Gauge freedom in the N-body problem of celestial mechanics
US Naval Observatory, Washington, DC 20392, USA e-mail: email@example.com
2 IAS, Princeton NJ 08540 & CalTech, Pasadena, CA 91125, USA e-mail: firstname.lastname@example.org
Corresponding author: M. Efroimsky, email@example.com
Accepted: 22 October 2003
The goal of this paper is to demonstrate how the internal symmetry of the N-body celestial-mechanics problem can be exploited in orbit calculation. We start with summarising research reported in (Efroimsky [CITE], [CITE]; Newman & Efroimsky [CITE]; Efroimsky & Goldreich [CITE]) and develop its application to planetary equations in non-inertial frames. This class of problems is treated by the variation-of-constants method. As explained in the previous publications, whenever a standard system of six planetary equations (in the Lagrange, Delaunay, or other form) is employed for N objects, the trajectory resides on a 9(N-1)-dimensional submanifold of the 12(N-1)-dimensional space spanned by the orbital elements and their time derivatives.

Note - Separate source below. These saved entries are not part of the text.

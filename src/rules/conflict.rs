//! Conflict analysis for a freshly placed card.
//!
//! For each of the eight directions the placed card points at, an occupied
//! enemy neighbour is either captured outright (it has no arrow pointing
//! back) or must be battled (it does).

use serde::{Deserialize, Serialize};
use smallvec::SmallVec;

use crate::board::{CellIndex, Direction, Field};
use crate::cards::Card;

/// How a placed card relates to one neighbour.
#[derive(Clone, Copy, Debug, PartialEq, Eq, Hash, Serialize, Deserialize)]
pub enum ConflictKind {
    /// No interaction.
    None,
    /// Unopposed capture.
    Capture,
    /// Contested; resolved by rolls.
    Battle,
}

/// A capture or battle against one neighbour.
#[derive(Clone, Copy, Debug, PartialEq, Eq, Serialize, Deserialize)]
pub struct Conflict {
    pub direction: Direction,
    pub cell: CellIndex,
    pub kind: ConflictKind,
}

/// Conflicts of one placement in `Direction::ALL` order.
#[derive(Clone, Debug, Default, PartialEq, Eq)]
pub struct ConflictSet {
    conflicts: SmallVec<[Conflict; 8]>,
}

impl ConflictSet {
    /// All conflicts.
    #[must_use]
    pub fn as_slice(&self) -> &[Conflict] {
        &self.conflicts
    }

    #[must_use]
    pub fn is_empty(&self) -> bool {
        self.conflicts.is_empty()
    }

    /// Cells captured without a roll.
    pub fn captures(&self) -> impl Iterator<Item = CellIndex> + '_ {
        self.of_kind(ConflictKind::Capture)
    }

    /// Cells that must be battled.
    pub fn battles(&self) -> impl Iterator<Item = CellIndex> + '_ {
        self.of_kind(ConflictKind::Battle)
    }

    /// Battle candidates collected into a list.
    #[must_use]
    pub fn battle_cells(&self) -> SmallVec<[CellIndex; 8]> {
        self.battles().collect()
    }

    fn of_kind(&self, kind: ConflictKind) -> impl Iterator<Item = CellIndex> + '_ {
        self.conflicts
            .iter()
            .filter(move |c| c.kind == kind)
            .map(|c| c.cell)
    }
}

/// Classify the neighbour of `origin` in `direction` for `card` placed at `origin`.
#[must_use]
pub fn classify(field: &Field, origin: CellIndex, card: &Card, direction: Direction) -> ConflictKind {
    if !card.points(direction) {
        return ConflictKind::None;
    }
    let Some(neighbor) = origin.neighbor(direction) else {
        return ConflictKind::None;
    };
    match field.card(neighbor) {
        Some(other) if other.owner != card.owner => {
            if other.points(direction.opposite()) {
                ConflictKind::Battle
            } else {
                ConflictKind::Capture
            }
        }
        _ => ConflictKind::None,
    }
}

/// Analyze `card` as if it stood at `origin`. The field itself is not read at `origin`.
#[must_use]
pub fn analyze_card(field: &Field, origin: CellIndex, card: &Card) -> ConflictSet {
    let conflicts = Direction::ALL
        .into_iter()
        .filter_map(|direction| {
            let kind = classify(field, origin, card, direction);
            if kind == ConflictKind::None {
                return None;
            }
            origin.neighbor(direction).map(|cell| Conflict {
                direction,
                cell,
                kind,
            })
        })
        .collect();

    ConflictSet { conflicts }
}

/// Analyze the card already placed at `origin`. An empty cell has no conflicts.
#[must_use]
pub fn analyze(field: &Field, origin: CellIndex) -> ConflictSet {
    match field.card(origin) {
        Some(card) => analyze_card(field, origin, card),
        None => ConflictSet::default(),
    }
}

The freedom in choosing this submanifold reveals an internal symmetry inherent in the description of the trajectory by orbital elements. This freedom is analogous to the gauge invariance of electrodynamics. In traditional derivations of the planetary equations this freedom is removed by hand through the introduction of the Lagrange constraint, either explicitly (in the variation-of-constants method) or implicitly (in the Hamilton-Jacobi approach). This constraint imposes the condition (called “osculation condition”) that both the instantaneous position and velocity be fit by a Keplerian ellipse (or hyperbola), i.e., that the instantaneous Keplerian ellipse (or hyperbola) be tangential to the trajectory. Imposition of any supplementary constraint different from that of Lagrange (but compatible with the equations of motion) would alter the mathematical form of the planetary equations without affecting the physical trajectory. However, for coordinate-dependent perturbations, any gauge different from that of Lagrange makes the Delaunay system non-canonical. Still, it turns out that in a more general case of disturbances dependent also upon velocities, there exists a “generalised Lagrange gauge”, i.e., a constraint under which the Delaunay system is canonical (and the orbital elements are osculating in the phase space). This gauge reduces to the regular Lagrange gauge for perturbations that are velocity-independent. Finally, we provide a practical example illustrating how the gauge formalism considerably simplifies the calculation of satellite motion about an oblate precessing planet.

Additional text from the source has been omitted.